Chapitre 25 : Danse avec Aslinn


Níniel rêvait doucement, c'était seulement dans ces moments là qu'elle se sentait apaisée et calme, toutes ses craintes s'évanouissaient dans un écran de fumée au loin. Elle respirait même mieux quand elle dormait, les frissons dû au froids s'évaporaient, remplacés par une douce chaleur qui l'enveloppait presque tendrement. Si elle avait pu, elle ne se serait jamais réveillée, elle aurait dormit pour l'éternité, qui aurait pu lui en vouloir ? Et puis... Quand elle était ici, dans cet entre deux-mondes rassurant, elle n'était plus seule. Il y avait quelqu'un avec elle, elle ne pouvait ni le voir ni l'entendre mais elle savait qu'il était là aussi sur qu'elle y était. Elle ne pouvait pas se l'expliquer mais elle ressentait sa présence autour d'elle qui la calmait et la protégeait. Cela lui donnait l'impression d'être au chaud dans ses bras, tranquillement endormis pour toujours.

Mais elle ne le pouvait pas, elle ne voulait pas se le permettre, rester ici aurait été mal. Pour les autres, pour ceux qui étaient morts, et pour elle aussi. Alors avec un pincement au cœur elle se força à ouvrir les yeux à nouveau. Quand elle se réveilla, le froid la saisit à nouveau brusquement, se rappelant à son mauvais souvenir. Il faisait noir autour d'elle, sa couverture avait glissé au sol, elle la ramassa et se pelotonna à nouveau dedans. Depuis la première fois où elle avait retrouvé Thorïn dans la salle des trésors, elle avait décrété qu'elle dormirait là-bas, elle s'était aménagée un coin sous l'escalier dans lequel elle avait entassé toutes une réserves de couvertures pour les tenir au chaud quand ils y dormaient.

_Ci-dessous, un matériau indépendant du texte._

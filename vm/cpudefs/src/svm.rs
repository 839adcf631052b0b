// Copyright (c) Microsoft Corporation.
// Licensed under the MIT License.

//! AMD SVM definitions: the VMCB intercept vectors the nested
//! virtualization support queries.

use bitfield_struct::bitfield;

/// VMCB control intercept vector 3 (instruction and event intercepts).
#[bitfield(u32)]
#[derive(PartialEq, Eq)]
pub struct SvmInterceptVector3 {
    pub intr: bool,
    pub nmi: bool,
    pub smi: bool,
    pub init: bool,
    pub vintr: bool,
    pub cr0_sel_write: bool,
    pub idtr_read: bool,
    pub gdtr_read: bool,
    pub ldtr_read: bool,
    pub tr_read: bool,
    pub idtr_write: bool,
    pub gdtr_write: bool,
    pub ldtr_write: bool,
    pub tr_write: bool,
    pub rdtsc: bool,
    pub rdpmc: bool,
    pub pushf: bool,
    pub popf: bool,
    pub cpuid: bool,
    pub rsm: bool,
    pub iret: bool,
    pub intn: bool,
    pub invd: bool,
    pub pause: bool,
    pub hlt: bool,
    pub invlpg: bool,
    pub invlpga: bool,
    pub ioio_prot: bool,
    pub msr_prot: bool,
    pub task_switch: bool,
    pub ferr_freeze: bool,
    pub shutdown: bool,
}

/// VMCB control intercept vector 4 (SVM instruction intercepts).
#[bitfield(u32)]
#[derive(PartialEq, Eq)]
pub struct SvmInterceptVector4 {
    pub vmrun: bool,
    pub vmmcall: bool,
    pub vmload: bool,
    pub vmsave: bool,
    pub stgi: bool,
    pub clgi: bool,
    pub skinit: bool,
    pub rdtscp: bool,
    pub icebp: bool,
    pub wbinvd: bool,
    pub monitor: bool,
    pub mwait: bool,
    pub mwait_conditional: bool,
    pub xsetbv: bool,
    pub rdpru: bool,
    pub efer_write_trap: bool,
    pub cr_write_trap: u16,
}

/// CR read/write intercept bitmaps: one bit per CR0..CR15.
#[bitfield(u32)]
#[derive(PartialEq, Eq)]
pub struct SvmCrIntercepts {
    pub read: u16,
    pub write: u16,
}
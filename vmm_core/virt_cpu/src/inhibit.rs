// Copyright (c) Microsoft Corporation.
// Licensed under the MIT License.

//! Per-vCPU interrupt and NMI inhibition tracking.
//!
//! The two instruction-boundary shadows (MOV/POP SS and STI) share one
//! recorded RIP: a shadow is only live while the current instruction
//! pointer still equals that RIP. A stale shadow must read as inactive;
//! only the `_with_update` accessor may clear it.
//!
//! NMI blocking has two possible storages: the ordinary flag here, or the
//! virtual-NMI blocking bit of the nested VMCS when the vCPU is in VMX
//! non-root mode with virtual NMIs enabled. Exactly one is authoritative
//! at a time, and the mode check lives in [`InterruptInhibit::nmi_blocked`]
//! and [`InterruptInhibit::set_nmi_blocked`] alone — no caller branches on
//! the mode itself. SVM has no equivalent hardware bit; SVM nested guests
//! use the ordinary flag plus IRET-intercept bookkeeping in the nested
//! module.

use crate::nested::NestedVirt;

/// The inhibition state machine. All flags are independently settable;
/// none is terminal.
#[derive(Debug, Clone, PartialEq, Eq)]
pub struct InterruptInhibit {
    shadow_after_ss: bool,
    shadow_after_sti: bool,
    nmi_blocked: bool,
    global_inhibit: bool,
    /// The RIP at which the active shadow was established. Shared by both
    /// shadow flags; meaningless while neither is set.
    shadow_rip: u64,
}

impl InterruptInhibit {
    /// State at vCPU reset: nothing inhibited.
    pub fn at_reset() -> Self {
        Self {
            shadow_after_ss: false,
            shadow_after_sti: false,
            nmi_blocked: false,
            global_inhibit: false,
            shadow_rip: 0,
        }
    }

    /// Enters the MOV/POP SS shadow for the instruction at `rip`.
    pub fn set_after_ss(&mut self, rip: u64) {
        self.shadow_after_ss = true;
        self.shadow_rip = rip;
    }

    /// Enters the STI shadow for the instruction at `rip`.
    pub fn set_after_sti(&mut self, rip: u64) {
        self.shadow_after_sti = true;
        self.shadow_rip = rip;
    }

    /// Whether an instruction shadow is live at `current_rip`.
    ///
    /// A peek: a stale shadow reads as inactive but is left in place.
    pub fn is_in_shadow(&self, current_rip: u64) -> bool {
        (self.shadow_after_ss || self.shadow_after_sti) && self.shadow_rip == current_rip
    }

    /// Whether an instruction shadow is live at `current_rip`, clearing
    /// the shadow flags when they turn out to be stale.
    ///
    /// This is the only accessor permitted to mutate on a stale read.
    pub fn is_in_shadow_with_update(&mut self, current_rip: u64) -> bool {
        if !(self.shadow_after_ss || self.shadow_after_sti) {
            return false;
        }
        if self.shadow_rip != current_rip {
            self.shadow_after_ss = false;
            self.shadow_after_sti = false;
            return false;
        }
        true
    }

    /// Leaves both instruction shadows.
    pub fn clear_shadow(&mut self) {
        self.shadow_after_ss = false;
        self.shadow_after_sti = false;
    }

    /// The MOV/POP SS shadow bit, regardless of staleness.
    pub fn shadow_after_ss(&self) -> bool {
        self.shadow_after_ss
    }

    /// The STI shadow bit, regardless of staleness.
    pub fn shadow_after_sti(&self) -> bool {
        self.shadow_after_sti
    }

    /// The recorded shadow RIP.
    pub fn shadow_rip(&self) -> u64 {
        self.shadow_rip
    }

    /// Sets or clears the global interrupt inhibit (CLGI/STGI style).
    pub fn set_global_inhibit(&mut self, inhibited: bool) {
        self.global_inhibit = inhibited;
    }

    /// The global interrupt inhibit.
    pub fn global_inhibit(&self) -> bool {
        self.global_inhibit
    }

    /// Whether interrupt delivery is inhibited at `current_rip`, by either
    /// the global inhibit or a live shadow.
    pub fn is_interrupt_inhibited(&self, current_rip: u64) -> bool {
        self.global_inhibit || self.is_in_shadow(current_rip)
    }

    /// Whether NMI delivery is blocked.
    ///
    /// In VMX non-root mode with virtual NMIs, the nested VMCS bit is
    /// authoritative; otherwise the ordinary flag is.
    pub fn nmi_blocked(&self, nested: &NestedVirt) -> bool {
        match nested {
            NestedVirt::Vmx(vmx) if vmx.virtual_nmi_active() => {
                vmx.vmcs.interruptibility.blocked_by_nmi()
            }
            _ => self.nmi_blocked,
        }
    }

    /// Sets or clears NMI blocking, in whichever storage is authoritative.
    pub fn set_nmi_blocked(&mut self, nested: &mut NestedVirt, blocked: bool) {
        match nested {
            NestedVirt::Vmx(vmx) if vmx.virtual_nmi_active() => {
                vmx.vmcs.interruptibility =
                    vmx.vmcs.interruptibility.with_blocked_by_nmi(blocked);
            }
            _ => self.nmi_blocked = blocked,
        }
    }

    /// The ordinary NMI-blocked flag, ignoring any nested projection. For
    /// save-state only.
    pub fn raw_nmi_blocked(&self) -> bool {
        self.nmi_blocked
    }

    /// Restores the raw flags from save-state.
    pub fn restore(
        shadow_after_ss: bool,
        shadow_after_sti: bool,
        nmi_blocked: bool,
        global_inhibit: bool,
        shadow_rip: u64,
    ) -> Self {
        Self {
            shadow_after_ss,
            shadow_after_sti,
            nmi_blocked,
            global_inhibit,
            shadow_rip,
        }
    }
}

#[cfg(test)]
mod tests {
    use super::*;
    use crate::nested::SvmNested;
    use crate::nested::VmxNested;
    use cpudefs::vmx::PinBasedControls;

    #[test]
    fn test_shadow_staleness() {
        let mut inhibit = InterruptInhibit::at_reset();
        inhibit.set_after_sti(100);
        // Live at the recorded RIP, stale anywhere else, no clear needed.
        assert!(inhibit.is_in_shadow(100));
        assert!(!inhibit.is_in_shadow(101));
        // The peek left the stale bit in place.
        assert!(inhibit.shadow_after_sti());
        assert!(inhibit.is_in_shadow(100));
    }

    #[test]
    fn test_shadow_with_update_clears_stale() {
        let mut inhibit = InterruptInhibit::at_reset();
        inhibit.set_after_ss(200);
        // A live hit does not clear.
        assert!(inhibit.is_in_shadow_with_update(200));
        assert!(inhibit.shadow_after_ss());
        // A stale hit clears both shadow bits.
        assert!(!inhibit.is_in_shadow_with_update(201));
        assert!(!inhibit.shadow_after_ss());
        assert!(!inhibit.is_in_shadow(200));
    }

    #[test]
    fn test_shadows_share_rip() {
        let mut inhibit = InterruptInhibit::at_reset();
        inhibit.set_after_ss(300);
        inhibit.set_after_sti(304);
        // The later set moved the shared RIP.
        assert!(inhibit.is_in_shadow(304));
        assert!(!inhibit.is_in_shadow(300));
    }

    #[test]
    fn test_global_inhibit_ignores_rip() {
        let mut inhibit = InterruptInhibit::at_reset();
        inhibit.set_global_inhibit(true);
        assert!(inhibit.is_interrupt_inhibited(0));
        assert!(inhibit.is_interrupt_inhibited(0xfff));
        inhibit.set_global_inhibit(false);
        assert!(!inhibit.is_interrupt_inhibited(0));
    }

    #[test]
    fn test_nmi_blocking_ordinary_storage() {
        let mut inhibit = InterruptInhibit::at_reset();
        let mut nested = NestedVirt::None;
        assert!(!inhibit.nmi_blocked(&nested));
        inhibit.set_nmi_blocked(&mut nested, true);
        assert!(inhibit.nmi_blocked(&nested));
        assert!(inhibit.raw_nmi_blocked());
    }

    #[test]
    fn test_nmi_blocking_redirected_to_virtual_nmi() {
        let mut inhibit = InterruptInhibit::at_reset();
        let mut nested = NestedVirt::Vmx(VmxNested {
            non_root: true,
            ..Default::default()
        });
        if let NestedVirt::Vmx(vmx) = &mut nested {
            vmx.vmcs.pin_ctls = PinBasedControls::new().with_virtual_nmis(true);
        }

        inhibit.set_nmi_blocked(&mut nested, true);
        // The write landed in the nested VMCS, not the ordinary flag.
        assert!(inhibit.nmi_blocked(&nested));
        assert!(!inhibit.raw_nmi_blocked());
        if let NestedVirt::Vmx(vmx) = &nested {
            assert!(vmx.vmcs.interruptibility.blocked_by_nmi());
        }

        // Back in root mode the ordinary flag is authoritative again.
        if let NestedVirt::Vmx(vmx) = &mut nested {
            vmx.non_root = false;
        }
        assert!(!inhibit.nmi_blocked(&nested));
    }

    #[test]
    fn test_nmi_blocking_svm_uses_ordinary_flag() {
        let mut inhibit = InterruptInhibit::at_reset();
        let mut nested = NestedVirt::Svm(SvmNested {
            in_nested_guest: true,
            ..Default::default()
        });
        inhibit.set_nmi_blocked(&mut nested, true);
        assert!(inhibit.raw_nmi_blocked());
        assert!(inhibit.nmi_blocked(&nested));
    }
}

Malheureusement, elle avait dû recourir à cette solution beaucoup plus rapidement, et plus souvent qu'elle ne l'aurait voulu. Dès qu'elle relâchait sa vigilance sur Thorïn, il filait directement en-bas, et même quand il était avec eux en haut tout ce qui l'obnubilait était de savoir où était sa fichue pierre, elle ne savait même pas à quoi elle ressemblait ! Enfin, elle veillait sur lui du mieux qu'elle pouvait, et les autres nains de la compagnie l'y aidait comme ils pouvaient. Même si personne n'osait vraiment aborder le sujet de front, préférant cette atmosphère étrange et malsain se répandre plutôt que l'affronter, il aurait été trop dur pour eux d'avouer que leur prince en qui ils avaient tant confiance et en qui ils avaient placé tout leurs espoirs étaient entrain de devenir fou. Mais, ils l'aidaient, toute la journée ils fouillaient la salle pour tenter de retrouver la pierre, sauf qu'ils ne la retrouvaient pas.
Et plus ça allait, plus Thorïn perdait pieds.

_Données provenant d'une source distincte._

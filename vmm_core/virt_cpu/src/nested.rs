// Copyright (c) Microsoft Corporation.
// Licensed under the MIT License.

//! Nested virtualization state accessors.
//!
//! Exactly one variant of [`NestedVirt`] is active per vCPU. The
//! hardware-assisted execution engine may pass a live snapshot of the
//! control fields into the intercept queries; when it does, that snapshot
//! wins over the in-memory control block, because the snapshot can be
//! fresher after a hardware-assisted nested entry. That preference order
//! is a contract, never reversed.

use cpudefs::svm::SvmCrIntercepts;
use cpudefs::svm::SvmInterceptVector3;
use cpudefs::svm::SvmInterceptVector4;
use cpudefs::vmx::Interruptibility;
use cpudefs::vmx::PinBasedControls;
use cpudefs::vmx::ProcessorControls;
use cpudefs::vmx::SecondaryProcessorControls;
use cpudefs::vmx::VmxInstructionError;
use cpudefs::vmx::LMSW_MASK;
use cpudefs::RFlags;

/// Per-vCPU nested virtualization state.
#[derive(Debug, Default, Clone, PartialEq, Eq)]
pub enum NestedVirt {
    /// No nested virtualization in use.
    #[default]
    None,
    /// Intel VMX.
    Vmx(VmxNested),
    /// AMD SVM.
    Svm(SvmNested),
}

impl NestedVirt {
    /// State at vCPU reset.
    pub fn at_reset() -> Self {
        Self::None
    }
}

/// The shadow VMCS fields this core consults.
#[derive(Debug, Default, Clone, PartialEq, Eq)]
pub struct ShadowVmcs {
    pub pin_ctls: PinBasedControls,
    pub proc_ctls: ProcessorControls,
    pub proc_ctls2: SecondaryProcessorControls,
    pub exception_bitmap: u32,
    pub cr0_guest_host_mask: u64,
    pub cr0_read_shadow: u64,
    pub cr4_guest_host_mask: u64,
    pub cr4_read_shadow: u64,
    /// Guest interruptibility, including the virtual-NMI blocking bit that
    /// replaces the ordinary NMI flag while in non-root mode with virtual
    /// NMIs enabled.
    pub interruptibility: Interruptibility,
    /// Error recorded by the last failing VMX instruction with a current
    /// VMCS.
    pub instruction_error: VmxInstructionError,
}

/// VMX nested state.
#[derive(Debug, Default, Clone, PartialEq, Eq)]
pub struct VmxNested {
    /// The vCPU is executing a nested guest (VMX non-root operation).
    pub non_root: bool,
    /// Physical address of the current VMCS, if one is loaded.
    pub current_vmcs: Option<u64>,
    /// The shadow of the current VMCS.
    pub vmcs: ShadowVmcs,
}

impl VmxNested {
    /// True when NMI blocking is tracked by the virtual-NMI bit of the
    /// nested VMCS rather than the ordinary per-vCPU flag.
    pub fn virtual_nmi_active(&self) -> bool {
        self.non_root && self.vmcs.pin_ctls.virtual_nmis()
    }

    /// CR0 as the nested guest observes it: guest/host-masked bits read
    /// from the shadow, the rest from the real register.
    pub fn cr0_read(&self, real_cr0: u64) -> u64 {
        masked_projection(
            self.vmcs.cr0_guest_host_mask,
            self.vmcs.cr0_read_shadow,
            real_cr0,
        )
    }

    /// CR4 as the nested guest observes it.
    pub fn cr4_read(&self, real_cr4: u64) -> u64 {
        masked_projection(
            self.vmcs.cr4_guest_host_mask,
            self.vmcs.cr4_read_shadow,
            real_cr4,
        )
    }

    /// Whether MOV to CR0 of `new_value` must exit: it does iff any
    /// owner-masked bit would change relative to the read shadow.
    pub fn is_mov_to_cr0_intercepted(&self, new_value: u64) -> bool {
        self.vmcs.cr0_guest_host_mask & (self.vmcs.cr0_read_shadow ^ new_value) != 0
    }

    /// Whether MOV to CR4 of `new_value` must exit.
    pub fn is_mov_to_cr4_intercepted(&self, new_value: u64) -> bool {
        self.vmcs.cr4_guest_host_mask & (self.vmcs.cr4_read_shadow ^ new_value) != 0
    }

    /// Whether LMSW of `new_msw` must exit. LMSW only reaches the low
    /// machine-status-word bits.
    pub fn is_lmsw_intercepted(&self, new_msw: u16) -> bool {
        self.vmcs.cr0_guest_host_mask
            & LMSW_MASK
            & (self.vmcs.cr0_read_shadow ^ new_msw as u64)
            != 0
    }

    /// The effective processor controls: the engine-supplied cache when
    /// present, the shadow VMCS otherwise.
    pub fn proc_ctls(&self, cache: Option<ProcessorControls>) -> ProcessorControls {
        cache.unwrap_or(self.vmcs.proc_ctls)
    }

    /// Whether HLT in the nested guest exits.
    pub fn is_hlt_intercepted(&self, cache: Option<ProcessorControls>) -> bool {
        self.proc_ctls(cache).hlt_exiting()
    }

    /// Whether MOV DR in the nested guest exits.
    pub fn is_mov_dr_intercepted(&self, cache: Option<ProcessorControls>) -> bool {
        self.proc_ctls(cache).mov_dr_exiting()
    }

    /// Whether RDTSC in the nested guest exits.
    pub fn is_rdtsc_intercepted(&self, cache: Option<ProcessorControls>) -> bool {
        self.proc_ctls(cache).rdtsc_exiting()
    }

    /// Whether an NMI-window exit is requested.
    pub fn is_nmi_window_requested(&self, cache: Option<ProcessorControls>) -> bool {
        self.proc_ctls(cache).nmi_window_exiting()
    }

    /// Whether the given exception vector exits.
    pub fn is_exception_intercepted(&self, vector: u8) -> bool {
        self.vmcs.exception_bitmap & (1 << vector) != 0
    }

    /// Fails a VMX instruction, choosing the Valid or Invalid form based
    /// solely on whether a current VMCS is loaded.
    pub fn vm_fail(&mut self, rflags: &mut RFlags, error: VmxInstructionError) {
        if self.current_vmcs.is_some() {
            self.vm_fail_valid(rflags, error);
        } else {
            vm_fail_invalid(rflags);
        }
    }

    /// Fails a VMX instruction with a current VMCS: ZF set, the error code
    /// recorded in the VMCS.
    pub fn vm_fail_valid(&mut self, rflags: &mut RFlags, error: VmxInstructionError) {
        rflags.clear_status();
        *rflags = rflags.with_zero(true);
        self.vmcs.instruction_error = error;
    }
}

/// Succeeds a VMX instruction: all status flags clear.
pub fn vm_succeed(rflags: &mut RFlags) {
    rflags.clear_status();
}

/// Fails a VMX instruction with no current VMCS: CF set, nothing recorded.
pub fn vm_fail_invalid(rflags: &mut RFlags) {
    rflags.clear_status();
    *rflags = rflags.with_carry(true);
}

/// `effective = (mask & shadow) | (!mask & real)`.
fn masked_projection(mask: u64, shadow: u64, real: u64) -> u64 {
    (mask & shadow) | (!mask & real)
}

/// SVM nested state.
///
/// SVM has no virtual-NMI hardware bit; NMI blocking in a nested guest
/// uses the ordinary flag plus the IRET intercept tracked here.
#[derive(Debug, Default, Clone, PartialEq, Eq)]
pub struct SvmNested {
    /// The vCPU is executing a nested guest (VMRUN active).
    pub in_nested_guest: bool,
    /// VMCB control intercept vector 3.
    pub intercept_vec3: SvmInterceptVector3,
    /// VMCB control intercept vector 4.
    pub intercept_vec4: SvmInterceptVector4,
    /// CR read/write intercept bitmaps.
    pub cr_intercepts: SvmCrIntercepts,
    /// Exception intercept bitmap.
    pub exception_intercepts: u32,
}

impl SvmNested {
    /// The effective intercept vector 3: the engine-supplied cache when
    /// present, the VMCB shadow otherwise.
    pub fn vec3(&self, cache: Option<SvmInterceptVector3>) -> SvmInterceptVector3 {
        cache.unwrap_or(self.intercept_vec3)
    }

    /// The effective intercept vector 4.
    pub fn vec4(&self, cache: Option<SvmInterceptVector4>) -> SvmInterceptVector4 {
        cache.unwrap_or(self.intercept_vec4)
    }

    /// Whether IRET is intercepted. The NMI-unblocking path queries this
    /// on every IRET while a nested guest has NMIs latched.
    pub fn is_iret_intercepted(&self, cache: Option<SvmInterceptVector3>) -> bool {
        self.vec3(cache).iret()
    }

    /// Whether physical interrupts are intercepted.
    pub fn is_intr_intercepted(&self, cache: Option<SvmInterceptVector3>) -> bool {
        self.vec3(cache).intr()
    }

    /// Whether NMIs are intercepted.
    pub fn is_nmi_intercepted(&self, cache: Option<SvmInterceptVector3>) -> bool {
        self.vec3(cache).nmi()
    }

    /// Whether RDMSR/WRMSR go through the MSR protection bitmap.
    pub fn is_msr_prot_intercepted(&self, cache: Option<SvmInterceptVector3>) -> bool {
        self.vec3(cache).msr_prot()
    }

    /// Whether VMRUN is intercepted.
    pub fn is_vmrun_intercepted(&self, cache: Option<SvmInterceptVector4>) -> bool {
        self.vec4(cache).vmrun()
    }

    /// Whether a read of CRn is intercepted.
    pub fn is_cr_read_intercepted(&self, cr: u8, cache: Option<SvmCrIntercepts>) -> bool {
        let crs = cache.unwrap_or(self.cr_intercepts);
        crs.read() & (1 << cr) != 0
    }

    /// Whether a write of CRn is intercepted.
    pub fn is_cr_write_intercepted(&self, cr: u8, cache: Option<SvmCrIntercepts>) -> bool {
        let crs = cache.unwrap_or(self.cr_intercepts);
        crs.write() & (1 << cr) != 0
    }

    /// Whether the given exception vector is intercepted.
    pub fn is_exception_intercepted(&self, vector: u8) -> bool {
        self.exception_intercepts & (1 << vector) != 0
    }
}

#[cfg(test)]
mod tests {
    use super::*;

    #[test]
    fn test_masked_projection() {
        // Masked bits come from the shadow, the rest from the register.
        let vmx = VmxNested {
            vmcs: ShadowVmcs {
                cr0_guest_host_mask: 0xff,
                cr0_read_shadow: 0xaa,
                ..Default::default()
            },
            ..Default::default()
        };
        assert_eq!(vmx.cr0_read(0x55), 0xaa);
        assert_eq!(vmx.cr0_read(0x155), 0x1aa);
        assert_eq!(vmx.cr0_read(0xffff_ff00), 0xffff_ffaa);
    }

    #[test]
    fn test_mov_to_cr_intercept_decision() {
        let vmx = VmxNested {
            vmcs: ShadowVmcs {
                cr0_guest_host_mask: 0x1,
                cr0_read_shadow: 0x1,
                cr4_guest_host_mask: 0x2000,
                cr4_read_shadow: 0,
                ..Default::default()
            },
            ..Default::default()
        };
        // Flipping an owned bit exits; changing unowned bits does not.
        assert!(vmx.is_mov_to_cr0_intercepted(0x0));
        assert!(!vmx.is_mov_to_cr0_intercepted(0x1));
        assert!(!vmx.is_mov_to_cr0_intercepted(0x8000_0001));
        assert!(vmx.is_mov_to_cr4_intercepted(0x2000));
        assert!(!vmx.is_mov_to_cr4_intercepted(0x0));
        // LMSW only reaches the low MSW bits.
        assert!(vmx.is_lmsw_intercepted(0x0));
        assert!(!vmx.is_lmsw_intercepted(0x1));
    }

    #[test]
    fn test_vmx_instruction_outcomes() {
        let mut rflags = RFlags::new()
            .with_carry(true)
            .with_zero(true)
            .with_sign(true)
            .with_overflow(true);
        vm_succeed(&mut rflags);
        assert!(!rflags.carry() && !rflags.zero() && !rflags.sign() && !rflags.overflow());

        let mut vmx = VmxNested::default();
        // No current VMCS: the Invalid form, CF only.
        vmx.vm_fail(&mut rflags, VmxInstructionError::VMPTRLD_WRONG_VMCS_REVISION);
        assert!(rflags.carry());
        assert!(!rflags.zero());

        // With a current VMCS: the Valid form, ZF plus a recorded error.
        vmx.current_vmcs = Some(0x1000);
        vmx.vm_fail(&mut rflags, VmxInstructionError::VMWRITE_RO_COMPONENT);
        assert!(rflags.zero());
        assert!(!rflags.carry());
        assert_eq!(
            vmx.vmcs.instruction_error,
            VmxInstructionError::VMWRITE_RO_COMPONENT
        );
    }

    #[test]
    fn test_intercept_cache_preferred() {
        let vmx = VmxNested {
            vmcs: ShadowVmcs {
                proc_ctls: ProcessorControls::new().with_hlt_exiting(false),
                ..Default::default()
            },
            ..Default::default()
        };
        // The live cache wins over the in-memory shadow, in both directions.
        let cache = ProcessorControls::new().with_hlt_exiting(true);
        assert!(vmx.is_hlt_intercepted(Some(cache)));
        assert!(!vmx.is_hlt_intercepted(None));

        let svm = SvmNested {
            intercept_vec3: SvmInterceptVector3::new().with_iret(true),
            ..Default::default()
        };
        let cache = SvmInterceptVector3::new().with_iret(false);
        assert!(!svm.is_iret_intercepted(Some(cache)));
        assert!(svm.is_iret_intercepted(None));
    }

    #[test]
    fn test_svm_cr_intercept_bitmaps() {
        let svm = SvmNested {
            cr_intercepts: SvmCrIntercepts::new().with_read(1 << 8).with_write(1 << 0),
            ..Default::default()
        };
        assert!(svm.is_cr_read_intercepted(8, None));
        assert!(!svm.is_cr_read_intercepted(0, None));
        assert!(svm.is_cr_write_intercepted(0, None));
        assert!(!svm.is_cr_write_intercepted(8, None));
    }
}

D'ailleurs, en pensant à lui, Níniel se rendit soudain compte qu'il n'était plus avec elle. La jeune elfe se releva et le chercha sous l'escalier sans succès, elle devina sans difficultés qu'il avait dû retourner au milieu de son trésor. Elle traversa la pièce en frissonnant, puis ses pieds rencontrèrent le contact glacial des pièces d'or. Une étrange lumière y régnait, comme si l'or luisait faiblement autour d'eux mais donnait un aspect encore plus lugubre à la salle. Heureusement, elle finit par retrouver Thorïn au milieu de tout cet argent, il était allongé, profondément endormis. Elle réalisa qu'il avait dû tourner là-dedans pendant des heures avant de s'écrouler mort de fatigue. Au moins, il ne devait pas avoir froid avec les épaisseurs de manteaux et diverses fourrures royales qu'il avait revêtu pour prouver à tout le monde à quel point il était riche.

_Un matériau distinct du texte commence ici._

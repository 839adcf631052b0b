// Copyright (c) Microsoft Corporation.
// Licensed under the MIT License.

//! The MSR range table and RDMSR/WRMSR dispatch.
//!
//! A table is a sorted, non-overlapping list of address ranges, each bound
//! to a read action and a write action. The actions are closed enums so a
//! new action cannot be added without the dispatch arms being updated.
//!
//! The per-range counters are diagnostics only. They may be read by a
//! monitoring thread while the owning vCPU increments them, so they use
//! relaxed atomics; exact precision is not required.

use crate::MsrError;
use crate::TableError;
use cpudefs::MiscEnable;
use cpudefs::X86X_MSR_DEFAULT_PAT;
use std::sync::atomic::AtomicU64;
use std::sync::atomic::Ordering;

/// Alias chains longer than this are treated as loops.
const MAX_ALIAS_DEPTH: u32 = 8;

/// The default APIC base: address 0xfee00000, globally enabled, BSP.
const APIC_BASE_AT_RESET: u64 = 0xfee0_0900;

/// Per-vCPU MSR-backed state.
///
/// Every field a [`MsrField`] can name lives here, as a plain named field;
/// the save-state layout is defined separately in
/// [`saved_state`](crate::saved_state).
#[derive(Debug, Clone, PartialEq, Eq)]
pub struct MsrState {
    pub tsc: u64,
    /// Offset added to `tsc` when the guest reads the counter. Not
    /// directly addressable as an MSR; consumed by
    /// [`SyntheticMsr::OffsetTsc`].
    pub tsc_offset: u64,
    pub apic_base: u64,
    pub efer: u64,
    pub pat: u64,
    pub sysenter_cs: u64,
    pub sysenter_esp: u64,
    pub sysenter_eip: u64,
    pub misc_enable: u64,
    pub mtrr_def_type: u64,
    pub star: u64,
    pub lstar: u64,
    pub cstar: u64,
    pub sfmask: u64,
    pub fs_base: u64,
    pub gs_base: u64,
    pub kernel_gs_base: u64,
    pub tsc_aux: u64,
    pub xss: u64,
    pub vm_hsave_pa: u64,
}

impl MsrState {
    /// State at vCPU reset.
    pub fn at_reset() -> Self {
        Self {
            tsc: 0,
            tsc_offset: 0,
            apic_base: APIC_BASE_AT_RESET,
            efer: 0,
            pat: X86X_MSR_DEFAULT_PAT,
            sysenter_cs: 0,
            sysenter_esp: 0,
            sysenter_eip: 0,
            misc_enable: MiscEnable::new().with_fast_string(true).into(),
            mtrr_def_type: 0,
            star: 0,
            lstar: 0,
            cstar: 0,
            sfmask: 0,
            fs_base: 0,
            gs_base: 0,
            kernel_gs_base: 0,
            tsc_aux: 0,
            xss: 0,
            vm_hsave_pa: 0,
        }
    }
}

Mais, elle savait qu'il était toujours là. Le Thorïn qu'elle aimait, alors elle prenait soin de l'autre Thorïn jusqu'à ce que le sien lui revienne, comme avant. Níniel s'agenouilla doucement à côté de lui, elle ne pouvait pas le tirer jusqu'à l'intérieur, de toute façon il risquait d'être pris d'une crise de rage s'il ne voyait pas son or, alors elle l'enveloppa sous sa couverture et l'attira contre son sein. Il grommela dans son sommeil.

-Chuuut, je suis là, murmura t-elle doucement.

Elle sentit ses bras l'attirer contre lui et elle se laissa aller dans son étreinte, même si elle n'était pas vraiment consciente. Mais, c'était tout ce qu'elle pouvait espérer de lui maintenant, des câlins dans son sommeil, quand la folie n'avait plus de prise sur son esprit. Peut-être était-ce comme elle ? Quand il dormait peut-être qu'il rejoignait un endroit meilleur dans lequel tout était plus beau et plus tranquille qu'ici. Peut-être même qu'elle était dans son rêve et qu'ils vivaient des moments plus heureux qu'en bas.

-Je suis avec toi, murmura t-elle au creux de son oreille.

Sa barbe la piquait quand elle posait sa joue contre la sienne, elle sourit en repensant à la fois où il lui avait dit qu'elle devrait s'y habituer, c'était il n'y avait pas une semaine. Pourtant, elle avait l'impression que cela faisait déjà une éternité. La jeune femme se blottit contre le corps chaud de son amant en tentant d'occulter tout le reste, si elle fermait les yeux assez fort alors peut-être que tout allait disparaître, il ne resterait alors plus qu'eux. Elle l'embrassa tendrement sur le front avant de reposer sa tête tout contre son cou.

-Dors mon amour, je veillerais toujours sur toi, lui promit-elle.

La respiration de Thorïn l'apaisa et elle sentit le sommeil à nouveau lui tendre les bras. Dors mon amour, et laisses moi t'aimer à nouveau, que ce soit dans tes rêves ou la réalité.

-Thorïn, manges s'il ta plaît, demanda Níniel pour la énième fois depuis au moins un quart d'heure.

Mais il ne l'écoutait pas, comme d'ordinaire il se tenait entre l'escalier et les tas d'or, fixant l'horizon doré qui s'étendait sur des centaines de mètres. Elle ne savait plus quoi faire pour le forcer à manger, il dormait seulement quand il finissait par s'écrouler de fatigue et le peu qu'il mangeait se résumait à ce qu'elle lui mettait de force dans la bouche.

-C'est Bombur qui l'a cuisiné, lui dit-elle, il a trouvé des réserves de nourritures encore bonnes dans une salle, il dit qu'on a de quoi tenir un siège, plaisanta t-elle.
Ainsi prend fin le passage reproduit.